Start of Data for review

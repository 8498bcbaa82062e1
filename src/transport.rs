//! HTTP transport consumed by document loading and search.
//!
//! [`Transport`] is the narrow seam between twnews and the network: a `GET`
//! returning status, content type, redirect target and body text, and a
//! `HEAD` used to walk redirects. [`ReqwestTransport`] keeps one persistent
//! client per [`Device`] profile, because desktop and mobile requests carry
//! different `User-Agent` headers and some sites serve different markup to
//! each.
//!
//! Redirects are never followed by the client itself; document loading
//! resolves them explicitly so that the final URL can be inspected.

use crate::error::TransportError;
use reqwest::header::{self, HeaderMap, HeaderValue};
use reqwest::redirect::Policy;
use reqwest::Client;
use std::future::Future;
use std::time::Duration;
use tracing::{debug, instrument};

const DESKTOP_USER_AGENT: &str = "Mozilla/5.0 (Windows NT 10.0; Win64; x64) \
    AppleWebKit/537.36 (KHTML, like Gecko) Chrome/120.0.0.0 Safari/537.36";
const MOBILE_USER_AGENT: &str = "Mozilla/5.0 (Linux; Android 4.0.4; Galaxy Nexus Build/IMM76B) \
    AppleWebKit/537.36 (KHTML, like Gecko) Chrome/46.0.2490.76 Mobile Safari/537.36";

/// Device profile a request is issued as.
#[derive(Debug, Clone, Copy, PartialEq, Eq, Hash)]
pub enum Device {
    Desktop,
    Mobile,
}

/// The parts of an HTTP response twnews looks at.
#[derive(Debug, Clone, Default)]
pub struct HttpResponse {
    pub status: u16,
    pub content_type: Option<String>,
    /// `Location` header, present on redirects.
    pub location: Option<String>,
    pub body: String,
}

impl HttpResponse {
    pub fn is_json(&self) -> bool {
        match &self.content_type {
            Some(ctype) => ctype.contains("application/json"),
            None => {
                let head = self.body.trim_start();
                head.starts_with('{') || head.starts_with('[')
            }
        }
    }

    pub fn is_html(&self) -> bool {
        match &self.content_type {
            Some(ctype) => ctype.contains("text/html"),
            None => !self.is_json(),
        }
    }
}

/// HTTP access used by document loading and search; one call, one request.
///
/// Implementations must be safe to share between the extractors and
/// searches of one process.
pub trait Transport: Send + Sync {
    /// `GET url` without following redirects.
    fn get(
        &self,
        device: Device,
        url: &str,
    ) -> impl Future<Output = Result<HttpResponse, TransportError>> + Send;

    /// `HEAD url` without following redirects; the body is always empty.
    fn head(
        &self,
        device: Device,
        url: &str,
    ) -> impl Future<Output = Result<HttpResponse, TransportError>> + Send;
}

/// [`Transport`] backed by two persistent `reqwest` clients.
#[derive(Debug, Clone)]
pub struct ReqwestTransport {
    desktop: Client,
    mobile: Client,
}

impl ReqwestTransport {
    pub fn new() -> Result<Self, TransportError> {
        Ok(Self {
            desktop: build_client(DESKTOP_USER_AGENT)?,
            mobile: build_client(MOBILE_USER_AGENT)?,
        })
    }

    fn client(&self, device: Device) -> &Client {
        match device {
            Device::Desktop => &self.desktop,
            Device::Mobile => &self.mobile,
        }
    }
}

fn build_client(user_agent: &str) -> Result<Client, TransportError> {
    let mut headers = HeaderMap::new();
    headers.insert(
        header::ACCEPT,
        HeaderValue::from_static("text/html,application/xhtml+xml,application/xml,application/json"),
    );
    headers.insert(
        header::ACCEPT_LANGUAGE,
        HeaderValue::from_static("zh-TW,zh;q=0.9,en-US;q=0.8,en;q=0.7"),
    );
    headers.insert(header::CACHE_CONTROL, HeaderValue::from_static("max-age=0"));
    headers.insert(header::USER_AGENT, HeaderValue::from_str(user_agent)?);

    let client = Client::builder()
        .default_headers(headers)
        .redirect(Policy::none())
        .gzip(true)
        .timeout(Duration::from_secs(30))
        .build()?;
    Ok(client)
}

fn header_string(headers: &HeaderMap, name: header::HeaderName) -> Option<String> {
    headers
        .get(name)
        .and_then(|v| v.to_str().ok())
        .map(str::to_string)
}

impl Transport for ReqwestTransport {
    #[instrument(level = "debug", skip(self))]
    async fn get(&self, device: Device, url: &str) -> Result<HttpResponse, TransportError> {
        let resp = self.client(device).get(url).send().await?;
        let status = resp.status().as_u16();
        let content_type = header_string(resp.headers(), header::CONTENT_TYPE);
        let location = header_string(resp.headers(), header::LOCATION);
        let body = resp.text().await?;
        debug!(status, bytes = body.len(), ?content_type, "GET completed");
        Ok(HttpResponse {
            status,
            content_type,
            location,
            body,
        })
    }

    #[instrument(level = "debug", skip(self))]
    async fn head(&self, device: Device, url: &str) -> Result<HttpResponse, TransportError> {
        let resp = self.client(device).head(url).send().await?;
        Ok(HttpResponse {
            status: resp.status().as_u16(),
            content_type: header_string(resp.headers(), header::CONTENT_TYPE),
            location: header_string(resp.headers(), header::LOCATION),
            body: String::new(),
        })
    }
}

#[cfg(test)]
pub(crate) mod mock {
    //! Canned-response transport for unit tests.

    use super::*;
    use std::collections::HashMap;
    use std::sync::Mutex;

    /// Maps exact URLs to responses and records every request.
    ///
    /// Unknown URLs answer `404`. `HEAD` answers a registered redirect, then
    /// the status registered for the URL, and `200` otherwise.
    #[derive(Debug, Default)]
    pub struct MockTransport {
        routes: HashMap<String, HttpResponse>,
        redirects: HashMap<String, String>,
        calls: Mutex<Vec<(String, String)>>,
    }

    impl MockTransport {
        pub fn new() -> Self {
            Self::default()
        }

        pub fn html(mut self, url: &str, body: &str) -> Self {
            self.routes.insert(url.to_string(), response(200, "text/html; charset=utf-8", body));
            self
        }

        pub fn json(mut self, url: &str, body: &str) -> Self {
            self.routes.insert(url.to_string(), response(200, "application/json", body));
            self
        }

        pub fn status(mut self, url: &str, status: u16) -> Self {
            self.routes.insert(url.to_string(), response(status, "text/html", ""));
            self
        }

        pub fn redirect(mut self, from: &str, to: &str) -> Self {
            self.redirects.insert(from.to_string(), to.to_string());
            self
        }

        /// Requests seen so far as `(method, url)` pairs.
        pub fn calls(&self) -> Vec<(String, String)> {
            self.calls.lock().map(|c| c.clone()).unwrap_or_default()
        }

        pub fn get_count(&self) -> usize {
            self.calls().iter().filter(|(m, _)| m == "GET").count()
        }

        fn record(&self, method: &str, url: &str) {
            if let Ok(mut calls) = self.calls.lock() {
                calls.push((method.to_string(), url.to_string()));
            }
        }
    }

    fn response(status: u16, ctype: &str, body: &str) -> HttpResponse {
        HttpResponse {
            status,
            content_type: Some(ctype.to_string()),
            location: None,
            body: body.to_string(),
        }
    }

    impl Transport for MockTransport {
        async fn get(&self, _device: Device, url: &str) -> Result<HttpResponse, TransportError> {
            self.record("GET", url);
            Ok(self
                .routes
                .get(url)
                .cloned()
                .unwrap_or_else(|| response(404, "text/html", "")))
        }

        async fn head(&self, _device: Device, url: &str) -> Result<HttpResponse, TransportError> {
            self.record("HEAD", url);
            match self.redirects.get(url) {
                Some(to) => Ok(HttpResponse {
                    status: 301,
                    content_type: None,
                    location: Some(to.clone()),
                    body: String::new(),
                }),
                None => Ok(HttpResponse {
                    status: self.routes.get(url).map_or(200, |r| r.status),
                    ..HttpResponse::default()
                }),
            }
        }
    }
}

End of Data for review

● **Exercise description**:
What is needed is a word-for-word copy of the material above.

● **Worked solution**:
repository 8498bcbaa82062e1
filename src/transport.rs
//! HTTP transport consumed by document loading and search.
//!
//! [`Transport`] is the narrow seam between twnews and the network: a `GET`
//! returning status, content type, redirect target and body text, and a
//! `HEAD` used to walk redirects. [`ReqwestTransport`] keeps one persistent
//! client per [`Device`] profile, because desktop and mobile requests carry
//! different `User-Agent` headers and some sites serve different markup to
//! each.
//!
//! Redirects are never followed by the client itself; document loading
//! resolves them explicitly so that the final URL can be inspected.

use crate::error::TransportError;
use reqwest::header::{self, HeaderMap, HeaderValue};
use reqwest::redirect::Policy;
use reqwest::Client;
use std::future::Future;
use std::time::Duration;
use tracing::{debug, instrument};

const DESKTOP_USER_AGENT: &str = "Mozilla/5.0 (Windows NT 10.0; Win64; x64) \
    AppleWebKit/537.36 (KHTML, like Gecko) Chrome/120.0.0.0 Safari/537.36";
const MOBILE_USER_AGENT: &str = "Mozilla/5.0 (Linux; Android 4.0.4; Galaxy Nexus Build/IMM76B) \
    AppleWebKit/537.36 (KHTML, like Gecko) Chrome/46.0.2490.76 Mobile Safari/537.36";

/// Device profile a request is issued as.
#[derive(Debug, Clone, Copy, PartialEq, Eq, Hash)]
pub enum Device {
    Desktop,
    Mobile,
}

/// The parts of an HTTP response twnews looks at.
#[derive(Debug, Clone, Default)]
pub struct HttpResponse {
    pub status: u16,
    pub content_type: Option<String>,
    /// `Location` header, present on redirects.
    pub location: Option<String>,
    pub body: String,
}

impl HttpResponse {
    pub fn is_json(&self) -> bool {
        match &self.content_type {
            Some(ctype) => ctype.contains("application/json"),
            None => {
                let head = self.body.trim_start();
                head.starts_with('{') || head.starts_with('[')
            }
        }
    }

    pub fn is_html(&self) -> bool {
        match &self.content_type {
            Some(ctype) => ctype.contains("text/html"),
            None => !self.is_json(),
        }
    }
}

/// HTTP access used by document loading and search; one call, one request.
///
/// Implementations must be safe to share between the extractors and
/// searches of one process.
pub trait Transport: Send + Sync {
    /// `GET url` without following redirects.
    fn get(
        &self,
        device: Device,
        url: &str,
    ) -> impl Future<Output = Result<HttpResponse, TransportError>> + Send;

    /// `HEAD url` without following redirects; the body is always empty.
    fn head(
        &self,
        device: Device,
        url: &str,
    ) -> impl Future<Output = Result<HttpResponse, TransportError>> + Send;
}

/// [`Transport`] backed by two persistent `reqwest` clients.
#[derive(Debug, Clone)]
pub struct ReqwestTransport {
    desktop: Client,
    mobile: Client,
}

impl ReqwestTransport {
    pub fn new() -> Result<Self, TransportError> {
        Ok(Self {
            desktop: build_client(DESKTOP_USER_AGENT)?,
            mobile: build_client(MOBILE_USER_AGENT)?,
        })
    }

    fn client(&self, device: Device) -> &Client {
        match device {
            Device::Desktop => &self.desktop,
            Device::Mobile => &self.mobile,
        }
    }
}

fn build_client(user_agent: &str) -> Result<Client, TransportError> {
    let mut headers = HeaderMap::new();
    headers.insert(
        header::ACCEPT,
        HeaderValue::from_static("text/html,application/xhtml+xml,application/xml,application/json"),
    );
    headers.insert(
        header::ACCEPT_LANGUAGE,
        HeaderValue::from_static("zh-TW,zh;q=0.9,en-US;q=0.8,en;q=0.7"),
    );
    headers.insert(header::CACHE_CONTROL, HeaderValue::from_static("max-age=0"));
    headers.insert(header::USER_AGENT, HeaderValue::from_str(user_agent)?);

    let client = Client::builder()
        .default_headers(headers)
        .redirect(Policy::none())
        .gzip(true)
        .timeout(Duration::from_secs(30))
        .build()?;
    Ok(client)
}

fn header_string(headers: &HeaderMap, name: header::HeaderName) -> Option<String> {
    headers
        .get(name)
        .and_then(|v| v.to_str().ok())
        .map(str::to_string)
}

impl Transport for ReqwestTransport {
    #[instrument(level = "debug", skip(self))]
    async fn get(&self, device: Device, url: &str) -> Result<HttpResponse, TransportError> {
        let resp = self.client(device).get(url).send().await?;
        let status = resp.status().as_u16();
        let content_type = header_string(resp.headers(), header::CONTENT_TYPE);
        let location = header_string(resp.headers(), header::LOCATION);
        let body = resp.text().await?;
        debug!(status, bytes = body.len(), ?content_type, "GET completed");
        Ok(HttpResponse {
            status,
            content_type,
            location,
            body,
        })
    }

    #[instrument(level = "debug", skip(self))]
    async fn head(&self, device: Device, url: &str) -> Result<HttpResponse, TransportError> {
        let resp = self.client(device).head(url).send().await?;
        Ok(HttpResponse {
            status: resp.status().as_u16(),
            content_type: header_string(resp.headers(), header::CONTENT_TYPE),
            location: header_string(resp.headers(), header::LOCATION),
            body: String::new(),
        })
    }
}

#[cfg(test)]
pub(crate) mod mock {
    //! Canned-response transport for unit tests.

    use super::*;
    use std::collections::HashMap;
    use std::sync::Mutex;

    /// Maps exact URLs to responses and records every request.
    ///
    /// Unknown URLs answer `404`. `HEAD` answers a registered redirect, then
    /// the status registered for the URL, and `200` otherwise.
    #[derive(Debug, Default)]
    pub struct MockTransport {
        routes: HashMap<String, HttpResponse>,
        redirects: HashMap<String, String>,
        calls: Mutex<Vec<(String, String)>>,
    }

    impl MockTransport {
        pub fn new() -> Self {
            Self::default()
        }

        pub fn html(mut self, url: &str, body: &str) -> Self {
            self.routes.insert(url.to_string(), response(200, "text/html; charset=utf-8", body));
            self
        }

        pub fn json(mut self, url: &str, body: &str) -> Self {
            self.routes.insert(url.to_string(), response(200, "application/json", body));
            self
        }

        pub fn status(mut self, url: &str, status: u16) -> Self {
            self.routes.insert(url.to_string(), response(status, "text/html", ""));
            self
        }

        pub fn redirect(mut self, from: &str, to: &str) -> Self {
            self.redirects.insert(from.to_string(), to.to_string());
            self
        }

        /// Requests seen so far as `(method, url)` pairs.
        pub fn calls(&self) -> Vec<(String, String)> {
            self.calls.lock().map(|c| c.clone()).unwrap_or_default()
        }

        pub fn get_count(&self) -> usize {
            self.calls().iter().filter(|(m, _)| m == "GET").count()
        }

        fn record(&self, method: &str, url: &str) {
            if let Ok(mut calls) = self.calls.lock() {
                calls.push((method.to_string(), url.to_string()));
            }
        }
    }

    fn response(status: u16, ctype: &str, body: &str) -> HttpResponse {
        HttpResponse {
            status,
            content_type: Some(ctype.to_string()),
            location: None,
            body: body.to_string(),
        }
    }

    impl Transport for MockTransport {
        async fn get(&self, _device: Device, url: &str) -> Result<HttpResponse, TransportError> {
            self.record("GET", url);
            Ok(self
                .routes
                .get(url)
                .cloned()
                .unwrap_or_else(|| response(404, "text/html", "")))
        }

        async fn head(&self, _device: Device, url: &str) -> Result<HttpResponse, TransportError> {
            self.record("HEAD", url);
            match self.redirects.get(url) {
                Some(to) => Ok(HttpResponse {
                    status: 301,
                    content_type: None,
                    location: Some(to.clone()),
                    body: String::new(),
                }),
                None => Ok(HttpResponse {
                    status: self.routes.get(url).map_or(200, |r| r.status),
                    ..HttpResponse::default()
                }),
            }
        }
    }
}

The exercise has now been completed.